_Task requirements_
Print every entry below again. Nothing may differ from the original.

═══ Records for the task ═══

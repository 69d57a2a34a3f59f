use crate::program::Program;
use std::fs;
use std::io;
use std::path::Path;

pub fn save_program(program: &Program, path: impl AsRef<Path>) -> io::Result<()> {
    let json = serde_json::to_string_pretty(program)
        .map_err(|e| io::Error::new(io::ErrorKind::InvalidData, e))?;

    fs::write(path, json)?;
    Ok(())
}

pub fn load_program(path: impl AsRef<Path>) -> io::Result<Program> {
    let json = fs::read_to_string(path)?;
    let program =
        serde_json::from_str(&json).map_err(|e| io::Error::new(io::ErrorKind::InvalidData, e))?;

    Ok(program)
}
#![allow(unused_imports)]
#![allow(unused_variables)]

use oolower_core::{
    pass::{DevirtualizationPass, LoweringPass, VerifyLoweredPass},
    persist::{load_program, save_program},
    Callee, DataItem, InterfaceCallType, Instruction, LoweringConfig, MethodType, OoContext, PassManager,
    ProgramBuilder, RtaOptions, Type, Value,
};
use pretty_assertions::assert_eq;
use tempfile::NamedTempFile;

/// Shapes: `Circle` and `Square` implement `Shape.area`; `main` allocates both and sums areas.
fn shapes(policy: InterfaceCallType) -> (oolower_core::Program, oolower_core::OoSession, oolower_core::EntityId) {
    let mut builder = ProgramBuilder::new("shapes");
    let mut shape = builder.interface("Shape");
    shape.uid(100);
    let shape_id = shape.id();
    let area = shape.abstract_method("area", MethodType::new(vec![Type::Pointer], vec![Type::Int(64)]));

    let mut circle = builder.class("Circle");
    circle.implements(shape_id).uid(101);
    let circle_id = circle.id();
    circle.field("radius", Type::Int(64));
    let circle_area = circle.override_method(area);

    let mut square = builder.class("Square");
    square.implements(shape_id).uid(102).final_class();
    let square_id = square.id();
    square.field("side", Type::Int(64));
    let square_area = square.override_method(area);

    for method in [circle_area, square_area] {
        let mut func = builder.function(method).unwrap();
        func.entry_block().return_value(Value::int(1)).unwrap();
        func.build().unwrap();
    }

    let main = builder.global_function("main", MethodType::new(vec![], vec![Type::Int(64)]));
    let mut func = builder.function(main).unwrap();
    let mut entry = func.entry_block();
    let c = entry.alloc(circle_id);
    let s = entry.alloc(square_id);
    let first = entry.call_method(area, vec![c]).result.unwrap();
    let second = entry.call_method(square_area, vec![s]).result.unwrap();
    let sum = entry.add(first, second, Type::Int(64));
    entry.return_value(sum).unwrap();
    func.build().unwrap();

    builder.session_mut().set_interface_call_type(policy);
    let (program, session) = builder.finish();
    (program, session, main)
}

#[test]
fn test_full_pipeline_lowers_every_object_operation() {
    let (mut program, mut session, main) = shapes(InterfaceCallType::SEARCHED_ITABLE);

    let mut manager = PassManager::new();
    manager.register_pass(DevirtualizationPass::new(RtaOptions::new(vec![main])));
    manager.register_pass(LoweringPass::new());
    manager.register_pass(VerifyLoweredPass);
    manager.run_all(&mut program, &mut session).unwrap();

    let rta = manager.get_pass::<DevirtualizationPass>().unwrap().report().unwrap();
    // Two implementations are live, so the interface call stays an interface call.
    assert_eq!(rta.interface_calls, 1);
    assert_eq!(rta.devirtualized_interface, 0);

    let report = manager.get_pass::<LoweringPass>().unwrap().report().unwrap();
    assert_eq!(report.interface_calls, 1);
    // Square is final, so its method is bound statically.
    assert_eq!(report.static_calls, 1);
    assert_eq!(report.allocations, 2);
    assert_eq!(report.vtables, 2);
    assert_eq!(report.itables, 2);
}

#[test]
fn test_context_lifecycle_drives_lowering() {
    let (mut program, session, _) = shapes(InterfaceCallType::IndexedItable);
    let mut context = OoContext::new();

    let config = LoweringConfig {
        interface_call_type: InterfaceCallType::IndexedItable,
        ..LoweringConfig::default()
    };
    context.init_with_config(config).unwrap();
    *context.session_mut().unwrap().registry_mut() = session.registry().clone();
    assert!(context.init().is_err());

    let report = context.lower_program(&mut program).unwrap();
    assert_eq!(report.interface_calls, 1);

    let itable = program.data(program.data_by_name("Circle$itable").unwrap());
    assert_eq!(itable.items.len(), 1);
    assert!(matches!(itable.items[0], DataItem::Address(_)));

    context.deinit().unwrap();
    context.init().unwrap();
    assert_eq!(
        context.session().unwrap().interface_call_type(),
        InterfaceCallType::RuntimeLookup
    );
}

#[test]
fn test_lowered_program_persists() {
    let (mut program, mut session, main) = shapes(InterfaceCallType::RuntimeLookup);
    session.lower_program(&mut program).unwrap();

    let file = NamedTempFile::new().unwrap();
    save_program(&program, file.path()).unwrap();
    let loaded = load_program(file.path()).unwrap();

    assert!(loaded.is_lowered());
    assert_eq!(
        loaded.function(main).unwrap().instruction_count(),
        program.function(main).unwrap().instruction_count()
    );
    assert_eq!(loaded.data_blobs().count(), program.data_blobs().count());
}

═══

_Solution to the problem_
repository 69d57a2a34a3f59f
use crate::program::Program;
use std::fs;
use std::io;
use std::path::Path;

pub fn save_program(program: &Program, path: impl AsRef<Path>) -> io::Result<()> {
    let json = serde_json::to_string_pretty(program)
        .map_err(|e| io::Error::new(io::ErrorKind::InvalidData, e))?;

    fs::write(path, json)?;
    Ok(())
}

pub fn load_program(path: impl AsRef<Path>) -> io::Result<Program> {
    let json = fs::read_to_string(path)?;
    let program =
        serde_json::from_str(&json).map_err(|e| io::Error::new(io::ErrorKind::InvalidData, e))?;

    Ok(program)
}
#![allow(unused_imports)]
#![allow(unused_variables)]

use oolower_core::{
    pass::{DevirtualizationPass, LoweringPass, VerifyLoweredPass},
    persist::{load_program, save_program},
    Callee, DataItem, InterfaceCallType, Instruction, LoweringConfig, MethodType, OoContext, PassManager,
    ProgramBuilder, RtaOptions, Type, Value,
};
use pretty_assertions::assert_eq;
use tempfile::NamedTempFile;

/// Shapes: `Circle` and `Square` implement `Shape.area`; `main` allocates both and sums areas.
fn shapes(policy: InterfaceCallType) -> (oolower_core::Program, oolower_core::OoSession, oolower_core::EntityId) {
    let mut builder = ProgramBuilder::new("shapes");
    let mut shape = builder.interface("Shape");
    shape.uid(100);
    let shape_id = shape.id();
    let area = shape.abstract_method("area", MethodType::new(vec![Type::Pointer], vec![Type::Int(64)]));

    let mut circle = builder.class("Circle");
    circle.implements(shape_id).uid(101);
    let circle_id = circle.id();
    circle.field("radius", Type::Int(64));
    let circle_area = circle.override_method(area);

    let mut square = builder.class("Square");
    square.implements(shape_id).uid(102).final_class();
    let square_id = square.id();
    square.field("side", Type::Int(64));
    let square_area = square.override_method(area);

    for method in [circle_area, square_area] {
        let mut func = builder.function(method).unwrap();
        func.entry_block().return_value(Value::int(1)).unwrap();
        func.build().unwrap();
    }

    let main = builder.global_function("main", MethodType::new(vec![], vec![Type::Int(64)]));
    let mut func = builder.function(main).unwrap();
    let mut entry = func.entry_block();
    let c = entry.alloc(circle_id);
    let s = entry.alloc(square_id);
    let first = entry.call_method(area, vec![c]).result.unwrap();
    let second = entry.call_method(square_area, vec![s]).result.unwrap();
    let sum = entry.add(first, second, Type::Int(64));
    entry.return_value(sum).unwrap();
    func.build().unwrap();

    builder.session_mut().set_interface_call_type(policy);
    let (program, session) = builder.finish();
    (program, session, main)
}

#[test]
fn test_full_pipeline_lowers_every_object_operation() {
    let (mut program, mut session, main) = shapes(InterfaceCallType::SEARCHED_ITABLE);

    let mut manager = PassManager::new();
    manager.register_pass(DevirtualizationPass::new(RtaOptions::new(vec![main])));
    manager.register_pass(LoweringPass::new());
    manager.register_pass(VerifyLoweredPass);
    manager.run_all(&mut program, &mut session).unwrap();

    let rta = manager.get_pass::<DevirtualizationPass>().unwrap().report().unwrap();
    // Two implementations are live, so the interface call stays an interface call.
    assert_eq!(rta.interface_calls, 1);
    assert_eq!(rta.devirtualized_interface, 0);

    let report = manager.get_pass::<LoweringPass>().unwrap().report().unwrap();
    assert_eq!(report.interface_calls, 1);
    // Square is final, so its method is bound statically.
    assert_eq!(report.static_calls, 1);
    assert_eq!(report.allocations, 2);
    assert_eq!(report.vtables, 2);
    assert_eq!(report.itables, 2);
}

#[test]
fn test_context_lifecycle_drives_lowering() {
    let (mut program, session, _) = shapes(InterfaceCallType::IndexedItable);
    let mut context = OoContext::new();

    let config = LoweringConfig {
        interface_call_type: InterfaceCallType::IndexedItable,
        ..LoweringConfig::default()
    };
    context.init_with_config(config).unwrap();
    *context.session_mut().unwrap().registry_mut() = session.registry().clone();
    assert!(context.init().is_err());

    let report = context.lower_program(&mut program).unwrap();
    assert_eq!(report.interface_calls, 1);

    let itable = program.data(program.data_by_name("Circle$itable").unwrap());
    assert_eq!(itable.items.len(), 1);
    assert!(matches!(itable.items[0], DataItem::Address(_)));

    context.deinit().unwrap();
    context.init().unwrap();
    assert_eq!(
        context.session().unwrap().interface_call_type(),
        InterfaceCallType::RuntimeLookup
    );
}

#[test]
fn test_lowered_program_persists() {
    let (mut program, mut session, main) = shapes(InterfaceCallType::RuntimeLookup);
    session.lower_program(&mut program).unwrap();

    let file = NamedTempFile::new().unwrap();
    save_program(&program, file.path()).unwrap();
    let loaded = load_program(file.path()).unwrap();

    assert!(loaded.is_lowered());
    assert_eq!(
        loaded.function(main).unwrap().instruction_count(),
        program.function(main).unwrap().instruction_count()
    );
    assert_eq!(loaded.data_blobs().count(), program.data_blobs().count());
}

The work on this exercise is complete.